- **WHAT NEEDS TO BE DONE**:
Output must match the records, character for character.

- **SUPPLIED RECORDS**:
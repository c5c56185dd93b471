use std::fs;
use std::io;
use std::path::{Path, PathBuf};

use serde::Deserialize;
use thiserror::Error;
use tracing::{debug, instrument};

use crate::region::{Region, Sentence, SentenceId};

pub const BOTTOM_LEFT_ORIGIN: &str = "bottom-left";

#[derive(Debug, Error)]
pub enum ManifestError {
    #[error("failed to read manifest {path:?}")]
    Read {
        path: PathBuf,
        #[source]
        source: io::Error,
    },
    #[error("failed to decode manifest")]
    Decode(#[from] serde_json::Error),
    #[error("unsupported coordinate origin `{0}`; only `bottom-left` is understood")]
    UnsupportedOrigin(String),
}

#[derive(Debug, Clone, Copy, Default)]
pub struct ManifestOptions {
    pub merge_adjacent_regions: bool,
}

#[derive(Debug, Clone)]
pub struct Manifest {
    pub sentences: Vec<Sentence>,
    /// Document to render, resolved against the manifest's directory.
    pub document: Option<PathBuf>,
}

#[derive(Debug, Deserialize)]
struct RawManifest {
    sentences: Vec<RawSentence>,
    #[serde(default, alias = "pdfUrl")]
    pdf_url: Option<String>,
    #[serde(default, alias = "pdfPath")]
    pdf_path: Option<PathBuf>,
    #[serde(default)]
    origin: Option<String>,
}

#[derive(Debug, Deserialize)]
struct RawSentence {
    id: SentenceId,
    text: String,
    #[serde(default, alias = "bboxes")]
    regions: Vec<RawRegion>,
}

#[derive(Debug, Deserialize)]
struct RawRegion {
    page: u32,
    x: f32,
    y: f32,
    width: f32,
    height: f32,
    #[serde(alias = "pageWidth")]
    page_width: f32,
    #[serde(alias = "pageHeight")]
    page_height: f32,
    #[serde(default)]
    is_newline: bool,
}

impl RawRegion {
    fn into_region(self) -> Region {
        Region {
            page: self.page,
            x: self.x,
            y: self.y,
            width: self.width,
            height: self.height,
            page_width: self.page_width,
            page_height: self.page_height,
        }
    }
}

impl Manifest {
    #[instrument(skip(options))]
    pub fn load(path: &Path, options: ManifestOptions) -> Result<Self, ManifestError> {
        let raw = fs::read_to_string(path).map_err(|source| ManifestError::Read {
            path: path.to_path_buf(),
            source,
        })?;
        let base = path.parent().unwrap_or_else(|| Path::new("."));
        Self::from_json(&raw, base, options)
    }

    pub fn from_json(
        raw: &str,
        base_dir: &Path,
        options: ManifestOptions,
    ) -> Result<Self, ManifestError> {
        let manifest: RawManifest = serde_json::from_str(raw)?;

        if let Some(origin) = manifest.origin.as_deref() {
            if origin != BOTTOM_LEFT_ORIGIN {
                return Err(ManifestError::UnsupportedOrigin(origin.to_owned()));
            }
        }

        let document = resolve_document(base_dir, manifest.pdf_path, manifest.pdf_url);
        let mut region_total = 0;
        let sentences: Vec<Sentence> = manifest
            .sentences
            .into_iter()
            .map(|raw| {
                let regions: Vec<Region> = raw
                    .regions
                    .into_iter()
                    .filter(|region| !region.is_newline)
                    .map(RawRegion::into_region)
                    .collect();
                let regions = if options.merge_adjacent_regions {
                    merge_line_regions(&regions)
                } else {
                    regions
                };
                region_total += regions.len();
                Sentence::new(raw.id, raw.text, regions)
            })
            .collect();

        debug!(
            sentences = sentences.len(),
            regions = region_total,
            document = ?document,
            "decoded manifest"
        );
        Ok(Self {
            sentences,
            document,
        })
    }
}

fn resolve_document(
    base_dir: &Path,
    pdf_path: Option<PathBuf>,
    pdf_url: Option<String>,
) -> Option<PathBuf> {
    if let Some(path) = pdf_path {
        return Some(if path.is_absolute() {
            path
        } else {
            base_dir.join(path)
        });
    }
    // URLs are relative to the upload root, which is the manifest directory.
    let url = pdf_url?;
    let relative = url.trim_start_matches('/');
    if relative.is_empty() {
        return None;
    }
    Some(base_dir.join(relative))
}

/// Merges consecutive boxes that sit on the same line of the same page.
pub fn merge_line_regions(regions: &[Region]) -> Vec<Region> {
    let mut merged: Vec<Region> = Vec::with_capacity(regions.len());
    for region in regions {
        match merged.last_mut() {
            Some(last) if same_line(last, region) => {
                let right = (last.x + last.width).max(region.x + region.width);
                let top = (last.y + last.height).max(region.y + region.height);
                last.x = last.x.min(region.x);
                last.y = last.y.min(region.y);
                last.width = right - last.x;
                last.height = top - last.y;
            }
            _ => merged.push(*region),
        }
    }
    merged
}

fn same_line(line: &Region, next: &Region) -> bool {
    if line.page != next.page
        || line.page_width != next.page_width
        || line.page_height != next.page_height
    {
        return false;
    }
    let tolerance = line.height.max(next.height) * 0.5;
    let line_mid = line.y + line.height / 2.0;
    let next_mid = next.y + next.height / 2.0;
    if (line_mid - next_mid).abs() > tolerance {
        return false;
    }
    let gap = next.x - (line.x + line.width);
    gap >= -tolerance && gap <= line.height.max(next.height) * 1.5
}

- **ANSWER BELOW**:
repository c5c56185dd93b471
use std::fs;
use std::io;
use std::path::{Path, PathBuf};

use serde::Deserialize;
use thiserror::Error;
use tracing::{debug, instrument};

use crate::region::{Region, Sentence, SentenceId};

pub const BOTTOM_LEFT_ORIGIN: &str = "bottom-left";

#[derive(Debug, Error)]
pub enum ManifestError {
    #[error("failed to read manifest {path:?}")]
    Read {
        path: PathBuf,
        #[source]
        source: io::Error,
    },
    #[error("failed to decode manifest")]
    Decode(#[from] serde_json::Error),
    #[error("unsupported coordinate origin `{0}`; only `bottom-left` is understood")]
    UnsupportedOrigin(String),
}

#[derive(Debug, Clone, Copy, Default)]
pub struct ManifestOptions {
    pub merge_adjacent_regions: bool,
}

#[derive(Debug, Clone)]
pub struct Manifest {
    pub sentences: Vec<Sentence>,
    /// Document to render, resolved against the manifest's directory.
    pub document: Option<PathBuf>,
}

#[derive(Debug, Deserialize)]
struct RawManifest {
    sentences: Vec<RawSentence>,
    #[serde(default, alias = "pdfUrl")]
    pdf_url: Option<String>,
    #[serde(default, alias = "pdfPath")]
    pdf_path: Option<PathBuf>,
    #[serde(default)]
    origin: Option<String>,
}

#[derive(Debug, Deserialize)]
struct RawSentence {
    id: SentenceId,
    text: String,
    #[serde(default, alias = "bboxes")]
    regions: Vec<RawRegion>,
}

#[derive(Debug, Deserialize)]
struct RawRegion {
    page: u32,
    x: f32,
    y: f32,
    width: f32,
    height: f32,
    #[serde(alias = "pageWidth")]
    page_width: f32,
    #[serde(alias = "pageHeight")]
    page_height: f32,
    #[serde(default)]
    is_newline: bool,
}

impl RawRegion {
    fn into_region(self) -> Region {
        Region {
            page: self.page,
            x: self.x,
            y: self.y,
            width: self.width,
            height: self.height,
            page_width: self.page_width,
            page_height: self.page_height,
        }
    }
}

impl Manifest {
    #[instrument(skip(options))]
    pub fn load(path: &Path, options: ManifestOptions) -> Result<Self, ManifestError> {
        let raw = fs::read_to_string(path).map_err(|source| ManifestError::Read {
            path: path.to_path_buf(),
            source,
        })?;
        let base = path.parent().unwrap_or_else(|| Path::new("."));
        Self::from_json(&raw, base, options)
    }

    pub fn from_json(
        raw: &str,
        base_dir: &Path,
        options: ManifestOptions,
    ) -> Result<Self, ManifestError> {
        let manifest: RawManifest = serde_json::from_str(raw)?;

        if let Some(origin) = manifest.origin.as_deref() {
            if origin != BOTTOM_LEFT_ORIGIN {
                return Err(ManifestError::UnsupportedOrigin(origin.to_owned()));
            }
        }

        let document = resolve_document(base_dir, manifest.pdf_path, manifest.pdf_url);
        let mut region_total = 0;
        let sentences: Vec<Sentence> = manifest
            .sentences
            .into_iter()
            .map(|raw| {
                let regions: Vec<Region> = raw
                    .regions
                    .into_iter()
                    .filter(|region| !region.is_newline)
                    .map(RawRegion::into_region)
                    .collect();
                let regions = if options.merge_adjacent_regions {
                    merge_line_regions(&regions)
                } else {
                    regions
                };
                region_total += regions.len();
                Sentence::new(raw.id, raw.text, regions)
            })
            .collect();

        debug!(
            sentences = sentences.len(),
            regions = region_total,
            document = ?document,
            "decoded manifest"
        );
        Ok(Self {
            sentences,
            document,
        })
    }
}

fn resolve_document(
    base_dir: &Path,
    pdf_path: Option<PathBuf>,
    pdf_url: Option<String>,
) -> Option<PathBuf> {
    if let Some(path) = pdf_path {
        return Some(if path.is_absolute() {
            path
        } else {
            base_dir.join(path)
        });
    }
    // URLs are relative to the upload root, which is the manifest directory.
    let url = pdf_url?;
    let relative = url.trim_start_matches('/');
    if relative.is_empty() {
        return None;
    }
    Some(base_dir.join(relative))
}

/// Merges consecutive boxes that sit on the same line of the same page.
pub fn merge_line_regions(regions: &[Region]) -> Vec<Region> {
    let mut merged: Vec<Region> = Vec::with_capacity(regions.len());
    for region in regions {
        match merged.last_mut() {
            Some(last) if same_line(last, region) => {
                let right = (last.x + last.width).max(region.x + region.width);
                let top = (last.y + last.height).max(region.y + region.height);
                last.x = last.x.min(region.x);
                last.y = last.y.min(region.y);
                last.width = right - last.x;
                last.height = top - last.y;
            }
            _ => merged.push(*region),
        }
    }
    merged
}

fn same_line(line: &Region, next: &Region) -> bool {
    if line.page != next.page
        || line.page_width != next.page_width
        || line.page_height != next.page_height
    {
        return false;
    }
    let tolerance = line.height.max(next.height) * 0.5;
    let line_mid = line.y + line.height / 2.0;
    let next_mid = next.y + next.height / 2.0;
    if (line_mid - next_mid).abs() > tolerance {
        return false;
    }
    let gap = next.x - (line.x + line.width);
    gap >= -tolerance && gap <= line.height.max(next.height) * 1.5
}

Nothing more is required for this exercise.